§ **Goal of the exercise**
Repeat exactly the lines from the first line of the records through the line containing "impl Default for", and nothing more.

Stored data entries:
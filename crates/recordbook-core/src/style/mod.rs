//! Cell styling types
//!
//! - [`Style`] - Complete formatting record for a cell
//! - [`FontStyle`], [`FillStyle`], [`BorderStyle`], [`Alignment`] - its parts
//! - [`StyleTable`] - Workbook-wide dedup registry of styles
//!
//! Enumerated settings carry the token SpreadsheetML uses for them
//! (`token()` / `from_token()`).

/// Declares a fieldless style enum together with its SpreadsheetML tokens
macro_rules! token_enum {
    (
        $(#[$meta:meta])*
        pub enum $name:ident default $default:ident {
            $($(#[$vmeta:meta])* $variant:ident => $token:literal),+ $(,)?
        }
    ) => {
        $(#[$meta])*
        #[derive(Debug, Clone, Copy, PartialEq, Eq, Hash)]
        pub enum $name {
            $($(#[$vmeta])* $variant),+
        }

        impl Default for $name {
            fn default() -> Self {
                $name::$default
            }
        }

        impl $name {
            /// Every variant, in declaration order
            pub const ALL: &'static [$name] = &[$($name::$variant),+];

            /// Token used for this value in a styles part
            pub fn token(self) -> &'static str {
                match self {
                    $($name::$variant => $token),+
                }
            }

            /// Parse a styles-part token (case-sensitive)
            pub fn from_token(token: &str) -> Option<Self> {
                match token {
                    $($token => Some($name::$variant),)+
                    _ => None,
                }
            }
        }
    };
}

mod alignment;
mod border;
mod color;
mod fill;
mod font;
mod number_format;
mod table;

pub use alignment::{Alignment, HorizontalAlignment, VerticalAlignment};
pub use border::{BorderEdge, BorderLineStyle, BorderSide, BorderStyle};
pub use color::Color;
pub use fill::{FillStyle, PatternType};
pub use font::{FontStyle, Underline};
pub use number_format::NumberFormat;
pub use table::StyleTable;

/// Complete cell style
///
/// Styles are plain values. Cells never own one directly; they refer to a
/// slot of the workbook's [`StyleTable`].
#[derive(Debug, Clone, PartialEq, Eq, Hash, Default)]
pub struct Style {
    pub font: FontStyle,
    pub fill: FillStyle,
    pub border: BorderStyle,
    pub alignment: Alignment,
    pub number_format: NumberFormat,
}

impl Style {
    /// Create a new default style
    pub fn new() -> Self {
        Self::default()
    }

    /// Set font to bold
    pub fn bold(mut self, bold: bool) -> Self {
        self.font.bold = bold;
        self
    }

    /// Set font to italic
    pub fn italic(mut self, italic: bool) -> Self {
        self.font.italic = italic;
        self
    }

    /// Set font size in points, clamped to 1..=409
    pub fn font_size(mut self, size: f64) -> Self {
        self.font.size = FontStyle::clamp_size(size);
        self
    }

    /// Set font name
    pub fn font_name<S: Into<String>>(mut self, name: S) -> Self {
        self.font.name = name.into();
        self
    }

    /// Set font color
    pub fn font_color(mut self, color: Color) -> Self {
        self.font.color = color;
        self
    }

    /// Set a solid background color
    pub fn fill_color(mut self, color: Color) -> Self {
        self.fill = FillStyle::Solid { color };
        self
    }

    /// Set the number format
    pub fn number_format(mut self, format: NumberFormat) -> Self {
        self.number_format = format;
        self
    }

    /// Set horizontal alignment
    pub fn horizontal_alignment(mut self, align: HorizontalAlignment) -> Self {
        self.alignment.horizontal = align;
        self
    }

    /// Set vertical alignment
    pub fn vertical_alignment(mut self, align: VerticalAlignment) -> Self {
        self.alignment.vertical = align;
        self
    }

    /// Enable text wrapping
    pub fn wrap_text(mut self, wrap: bool) -> Self {
        self.alignment.wrap_text = wrap;
        self
    }

    /// Draw the same edge on every side
    pub fn border_all(mut self, style: BorderLineStyle, color: Color) -> Self {
        self.border = BorderStyle::all(style, color);
        self
    }

    /// Get a mutable reference to font settings
    pub fn font_mut(&mut self) -> &mut FontStyle {
        &mut self.font
    }

    /// Get a mutable reference to fill settings
    pub fn fill_mut(&mut self) -> &mut FillStyle {
        &mut self.fill
    }

    /// Get a mutable reference to border settings
    pub fn border_mut(&mut self) -> &mut BorderStyle {
        &mut self.border
    }

    /// Get a mutable reference to alignment settings
    pub fn alignment_mut(&mut self) -> &mut Alignment {
        &mut self.alignment
    }
}

#[cfg(test)]
mod tests {
    use super::*;

    #[test]
    fn test_tokens_round_trip() {
        for &p in PatternType::ALL {
            assert_eq!(PatternType::from_token(p.token()), Some(p));
        }
        for &b in BorderLineStyle::ALL {
            assert_eq!(BorderLineStyle::from_token(b.token()), Some(b));
        }
        for &u in Underline::ALL {
            assert_eq!(Underline::from_token(u.token()), Some(u));
        }
        assert_eq!(
            HorizontalAlignment::from_token("centerContinuous"),
            Some(HorizontalAlignment::CenterContinuous)
        );
        assert_eq!(VerticalAlignment::default(), VerticalAlignment::Bottom);
        assert_eq!(PatternType::from_token("Solid"), None);
    }

    #[test]
    fn test_builders_compose() {
        let style = Style::new()
            .bold(true)
            .font_size(14.0)
            .horizontal_alignment(HorizontalAlignment::Center)
            .border_all(BorderLineStyle::Thin, Color::BLACK);
        assert!(style.font.bold);
        assert_eq!(style.font.size, 14.0);
        assert_eq!(style.alignment.horizontal, HorizontalAlignment::Center);
        assert!(!style.border.is_empty());
        assert_ne!(style, Style::default());
    }
}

§ **Answer area**
filename crates/recordbook-core/src/style/mod.rs
//! Cell styling types
//!
//! - [`Style`] - Complete formatting record for a cell
//! - [`FontStyle`], [`FillStyle`], [`BorderStyle`], [`Alignment`] - its parts
//! - [`StyleTable`] - Workbook-wide dedup registry of styles
//!
//! Enumerated settings carry the token SpreadsheetML uses for them
//! (`token()` / `from_token()`).

/// Declares a fieldless style enum together with its SpreadsheetML tokens
macro_rules! token_enum {
    (
        $(#[$meta:meta])*
        pub enum $name:ident default $default:ident {
            $($(#[$vmeta:meta])* $variant:ident => $token:literal),+ $(,)?
        }
    ) => {
        $(#[$meta])*
        #[derive(Debug, Clone, Copy, PartialEq, Eq, Hash)]
        pub enum $name {
            $($(#[$vmeta])* $variant),+
        }

        impl Default for $name {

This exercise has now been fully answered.